Referring first to FIG. 2, a first source document 50 
and a second source document 52 are shown. The structure of 
first source document 50 includes a root document element 54a. 
The root document element 54a contains two section elements 56a 
and 56b, followed by an index element 58. The section element 
56a contains a head element 60a, followed by para elements 62a 
and 62b, figure element 64a, and para elements 62c and 62d. The 
section element 56b contains a head element 60b, followed by para 
elements 62e and 62f. 

The structure of the second source document 52 includes 
a root document element 54b. The root document element includes 
three sections elements, section elements 56c, 56d and 56e, 
respectively. The section element 56c includes a head element 
60c, followed by three para elements 62g, 62h and 62i, 
respectively. The section element 56d includes a head element 
60d, followed by a para element 62 j and a figure element 64b. 

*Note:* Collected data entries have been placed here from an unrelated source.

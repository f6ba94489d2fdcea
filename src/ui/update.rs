use crate::keys::{Key, KeyEvent};
use crate::select::{ChoicesViewport, Effect, Outcome};
use crate::ui::model::{Focus, Model, RESERVED_LINES};
use crate::ui::Msg;
use bubbletea_widgets::Viewport;

pub fn handle_update(m: &mut Model, msg: Msg) {
    match msg {
        Msg::WindowSize { width, height } => handle_window_size(m, width, height),
        Msg::Tick => {}
        key => {
            m.err.clear();
            match m.focus {
                Focus::Search => handle_search_key(m, &key),
                Focus::Proxy => handle_proxy_key(m, &key),
            }
        }
    }
    drain_effects(m);
    sync_input(m);
    sync_view(m);
}

fn key_event(msg: &Msg) -> Option<KeyEvent> {
    let key = match msg {
        Msg::KeyUp => Key::Up,
        Msg::KeyDown => Key::Down,
        Msg::KeyLeft => Key::Left,
        Msg::KeyRight => Key::Right,
        Msg::KeyEnter => Key::Enter,
        Msg::KeyTab => Key::Tab,
        Msg::KeyEsc => Key::Esc,
        Msg::KeyBackspace => Key::Backspace,
        Msg::KeyDelete => Key::Delete,
        Msg::KeySpace => Key::Space,
        Msg::KeyHome => Key::Home,
        Msg::KeyEnd => Key::End,
        Msg::Rune(ch) => Key::Char(*ch),
        Msg::WindowSize { .. } | Msg::Tick => return None,
    };
    Some(KeyEvent::new(key))
}

fn handle_window_size(m: &mut Model, width: usize, height: usize) {
    m.screen_width = width;
    m.per_page = height.saturating_sub(RESERVED_LINES);
    m.vp = Viewport::new(m.screen_width, m.per_page);
    if m.select.is_multiple() {
        size_search_input(m);
    }
}

fn handle_search_key(m: &mut Model, msg: &Msg) {
    let Some(event) = key_event(msg) else {
        return;
    };
    let outcome = match m.select.handle_key(event, m.caret, &mut m.layout) {
        Ok(outcome) => outcome,
        Err(e) => {
            tracing::warn!(error = %e, "search key failed");
            m.err = e.to_string();
            return;
        }
    };
    let default_action = match outcome {
        Outcome::Pass => true,
        Outcome::Handled { prevent_default } => !prevent_default,
    };
    if default_action {
        edit_search(m, event.key);
    }
}

// What the search box does with a key the controller left alone.
fn edit_search(m: &mut Model, key: Key) {
    let len = m.input.chars().count();
    match key {
        Key::Char(ch) => insert_char(m, ch),
        Key::Space => insert_char(m, ' '),
        Key::Backspace if m.caret > 0 => {
            m.caret -= 1;
            remove_char(m, m.caret);
        }
        Key::Delete if m.caret < len => remove_char(m, m.caret),
        Key::Left => m.caret = m.caret.saturating_sub(1),
        Key::Right => m.caret = (m.caret + 1).min(len),
        Key::Home => m.caret = 0,
        Key::End => m.caret = len,
        Key::Tab => {
            // focus leaves the search box
            m.select.search_blurred();
            if !m.select.is_multiple() {
                m.select.close(true);
                m.focus = Focus::Proxy;
            }
        }
        Key::Esc => m.select.close(false),
        _ => {}
    }
}

fn insert_char(m: &mut Model, ch: char) {
    let at = byte_offset(&m.input, m.caret);
    m.input.insert(at, ch);
    m.caret += 1;
    m.select.set_search(&m.input);
}

fn remove_char(m: &mut Model, caret: usize) {
    let at = byte_offset(&m.input, caret);
    m.input.remove(at);
    m.select.set_search(&m.input);
}

fn byte_offset(s: &str, chars: usize) -> usize {
    s.char_indices().nth(chars).map_or(s.len(), |(i, _)| i)
}

fn handle_proxy_key(m: &mut Model, msg: &Msg) {
    let Some(event) = key_event(msg) else {
        return;
    };
    let text = match event.key {
        Key::Char(ch) => ch.to_string(),
        _ => String::new(),
    };
    let outcome = m.select.proxy_key(event, &text);
    tracing::trace!(key = ?event.key, ?outcome, "proxy key");
}

fn drain_effects(m: &mut Model) {
    for effect in m.select.run_due() {
        match effect {
            Effect::FocusSearchInput => {
                m.focus = Focus::Search;
                m.input = m.select.search().to_string();
                m.caret = m.input.chars().count();
            }
            Effect::FocusProxy => m.focus = Focus::Proxy,
            Effect::SizeSearchInput => size_search_input(m),
            Effect::Refresh { search } => match m.select.sync() {
                Ok(()) => {
                    let count = m.select.items().len();
                    tracing::info!(%search, count, "items refreshed");
                    m.notice = format!("{count} matching \"{search}\"");
                }
                Err(e) => {
                    tracing::warn!(error = %e, %search, "refresh failed");
                    m.err = e.to_string();
                }
            },
        }
    }
}

fn size_search_input(m: &mut Model) {
    let container = u32::try_from(m.screen_width).unwrap_or(u32::MAX);
    let offset = u32::try_from(crate::ui::render::token_strip_width(m)).unwrap_or(u32::MAX);
    m.search_width = m.select.search_input_width(container, offset);
}

// The controller may rewrite the search text (reset on open/close).
fn sync_input(m: &mut Model) {
    if m.input != m.select.search() {
        m.input = m.select.search().to_string();
        m.caret = m.input.chars().count();
    }
}

/// Rebuild row geometry from the current items and refresh the viewport content.
pub(crate) fn sync_view(m: &mut Model) {
    if m.last_search != m.select.search() {
        m.last_search = m.select.search().to_string();
        m.layout.set_scroll_top(0);
        m.vp.goto_top();
    }
    let scroll = m.layout.scroll_top();
    m.layout.clear_rows();
    m.layout
        .set_viewport_height(i32::try_from(m.per_page).unwrap_or(i32::MAX));
    match m.select.groups() {
        Some(groups) => {
            for group in groups {
                m.layout.push_header(1);
                for _ in &group.items {
                    m.layout.push_row(1);
                }
            }
        }
        None => {
            for _ in m.select.items() {
                m.layout.push_row(1);
            }
        }
    }
    let max_scroll = (m.layout.content_height() - m.layout.viewport_height()).max(0);
    m.layout.set_scroll_top(scroll.clamp(0, max_scroll));
    if m.select.is_open() && m.layout.row_count() > 0 {
        if let Err(e) = m.select.ensure_highlight_visible(&mut m.layout) {
            tracing::warn!(error = %e, "could not scroll to highlight");
        }
    }
    let content = crate::ui::render::dropdown_lines(m).join("\n");
    m.vp.set_content(&content);
}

The third section element 56e includes a head element 60e 
followed by a para element 62k. 

Referring to FIG. 3, the hierarchical representations 
of the source documents 50 and 52 (from FIG. 2) are shown with 
first level sub- structures 66a, 66b identified as being common to 
both documents 50 and 52 highlighted by bolded lines. In the 
common (first level) sub-structure 66a of document 50, the 
document element 54a includes the section elements 56a and 56b. 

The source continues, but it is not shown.